First up is making sure these doctors understand what Lucemyra is. The message focuses on Lucemyra as the “first FDA-approved” treatment for opioid-withdrawal symptoms. The second task is educating them about opioid-withdrawal syndrome with a focus on controlling symptoms.
For years, the treatment for withdrawal symptoms was tapering, gradually lowering the dose of opioids, or the off-label use of a generic blood-pressure drug that also lessened the symptoms of withdrawal.
“Our go-to-market approach is to make sure that they’re aware of this treatment, that it exists, because there’s not a viable solution on the market,” said Mark McKenna, president of Salix Pharmaceuticals. “The only solution that these providers have is tapering, and we bring to the market a novel solution that we know can help patients. So our marketing tactic is make sure that we lead with education to physicians.”
The companies have also developed patient-support programs. One is an app, called LUminate, to help patients remember to take their pills each day and manage withdrawal symptoms with tools like meditation, while other programs support patients with the cost of Lucemyra, which is about $1,700 per week.
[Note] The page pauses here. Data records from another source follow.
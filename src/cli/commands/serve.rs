//! `serve` command - run the webhook server

use std::path::Path;

use crate::server;

/// Start the webhook server with optional port override
pub fn execute(config_path: Option<&Path>, port: Option<u16>) -> anyhow::Result<()> {
    let mut config = super::load_config(config_path)?;
    if let Some(port) = port {
        config.server.port = port;
    }
    server::serve(config)
}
The other facet of physician education is helping doctors understand patients addicted to opioids. The companies found that 57% of patients continue to use opioids to avoid withdrawal symptoms. Smaller percentages of patients said they continue using the drug for pain relief (23%) or to get high (14%), according to research from the companies.
Those statistics are front-and-center in Lucemyra’s marketing efforts, appearing prominently on the drug’s physician website. The patient website focuses on educating patients about withdrawal and how the treatment works, along with providing support.
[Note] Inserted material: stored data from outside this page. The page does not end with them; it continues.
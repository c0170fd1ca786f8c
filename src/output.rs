//! Output formatting for human and JSON modes
//!
//! Used by the one-shot `check` command; the serving path only logs.

use colored::Colorize as _;
use serde::Serialize;

use crate::core::models::Verdict;
use crate::core::services::gate::GateOutcome;

/// Output mode for the CLI
#[derive(Debug, Clone, Copy, PartialEq, Eq, Default)]
pub enum OutputMode {
    /// Human-readable output (default)
    #[default]
    Human,
    /// JSON output (machine-readable)
    Json,
}

/// Result of a one-shot check, ready for rendering
#[derive(Debug, Serialize)]
pub struct CheckReport {
    /// Commit that was classified
    pub commit: String,
    /// Whether any changed file matched a test pattern
    pub has_test: bool,
    /// Resulting status state
    pub state: String,
    /// Resulting status description
    pub description: String,
}

impl CheckReport {
    /// Build a report from the pipeline results
    #[must_use]
    pub fn new(commit: &str, verdict: Verdict, outcome: &GateOutcome) -> Self {
        Self {
            commit: commit.to_string(),
            has_test: verdict.has_test,
            state: outcome.decision.state.to_string(),
            description: outcome.decision.description.clone(),
        }
    }

    /// Render the report in the given mode
    #[must_use]
    pub fn render(&self, mode: OutputMode) -> String {
        match mode {
            OutputMode::Json => serde_json::to_string_pretty(self)
                .unwrap_or_else(|_| r#"{"error":"serialization failed"}"#.to_string()),
            OutputMode::Human => {
                let marker = if self.has_test {
                    "PASS".green().bold()
                } else {
                    "FAIL".red().bold()
                };
                format!("{marker} {}: {}", self.commit, self.description)
            },
        }
    }
}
“What’s interesting is that the number one reason why people do not discontinue use of them is due to the fear of withdrawal,” McKenna said. “You would think it’d be because they want to continue to get the high that they get from these opioids. That’s not the case. The majority of people that are on opioids that want to get off, the reason why they don’t is because of the withdrawal. It’s like the worst flu of your life having to get off opioids.”
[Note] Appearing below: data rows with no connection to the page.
//! Commit gating state machine
//!
//! Consumes the checker's verdict plus an optional administrative override
//! and emits the terminal gate state with its status decision. Every
//! webhook delivery restarts from `Pending`; no session state survives
//! across events.
//!
//! | input | next | status |
//! |---|---|---|
//! | tests present | Approved | success, "tests present" |
//! | no tests, no override | Blocked | failure, "no tests" |
//! | no tests, admin override | Approved | success, names the actor |
//! | override from non-admin | Blocked | failure (override ignored) |

use crate::core::models::{PermissionLevel, StatusDecision, Verdict};

/// Status context label for the test-presence gate
pub const STATUS_CONTEXT: &str = "testkeeper/test-keeper";

/// Gate states; `Pending` is the implicit start of every run
#[derive(Debug, Clone, Copy, PartialEq, Eq)]
pub enum GateState {
    /// Classification in progress (never emitted)
    Pending,
    /// The commit may merge
    Approved,
    /// The commit is blocked
    Blocked,
}

/// An approve-without-tests command issued by a principal
#[derive(Debug, Clone, PartialEq, Eq)]
pub struct OverrideCommand {
    /// Login of the principal issuing the command
    pub actor: String,
    /// Permission the principal holds on the repository
    pub permission: PermissionLevel,
}

/// Terminal result of one gate run
#[derive(Debug, Clone, PartialEq, Eq)]
pub struct GateOutcome {
    /// Terminal state, always `Approved` or `Blocked`
    pub state: GateState,
    /// The commit status to post
    pub decision: StatusDecision,
}

impl GateOutcome {
    /// Whether the gate ended approved
    #[must_use]
    pub fn approved(&self) -> bool {
        self.state == GateState::Approved
    }
}

/// Run the gate: verdict + optional override → terminal outcome
///
/// An override from a principal without admin permission is ignored, not an
/// error: the outcome is exactly what the verdict alone would produce.
#[must_use]
pub fn decide(verdict: Verdict, command: Option<&OverrideCommand>) -> GateOutcome {
    if verdict.has_test {
        return GateOutcome {
            state: GateState::Approved,
            decision: StatusDecision::success(STATUS_CONTEXT, "tests present"),
        };
    }

    match command {
        Some(cmd) if cmd.permission.is_admin() => GateOutcome {
            state: GateState::Approved,
            decision: StatusDecision::success(
                STATUS_CONTEXT,
                format!("approved without tests by @{}", cmd.actor),
            ),
        },
        Some(cmd) => {
            log::info!("override from @{} ignored: permission is {}", cmd.actor, cmd.permission);
            blocked()
        },
        None => blocked(),
    }
}

fn blocked() -> GateOutcome {
    GateOutcome {
        state: GateState::Blocked,
        decision: StatusDecision::failure(STATUS_CONTEXT, "no tests"),
    }
}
Salix and U.S. WorldMeds are also reaching out to pharmacy retailers such as Wal-Mart to include Lucemyra in their addiction programs.
Lucemyra was licensed by U.S. WorldMeds from Britannia Pharmaceuticals in 2002. The drug was approved in May after undergoing an expedited review. Warren called the drug a “labor of love” after the years of development and approval.
“The opioid epidemic has reached levels that are unimaginable,” Warren said. “Our number one job to do with Lucemyra is education. This problem is so wide and so far reaching, to have something like [Lucemyra] in the physician’s toolbox is just key.”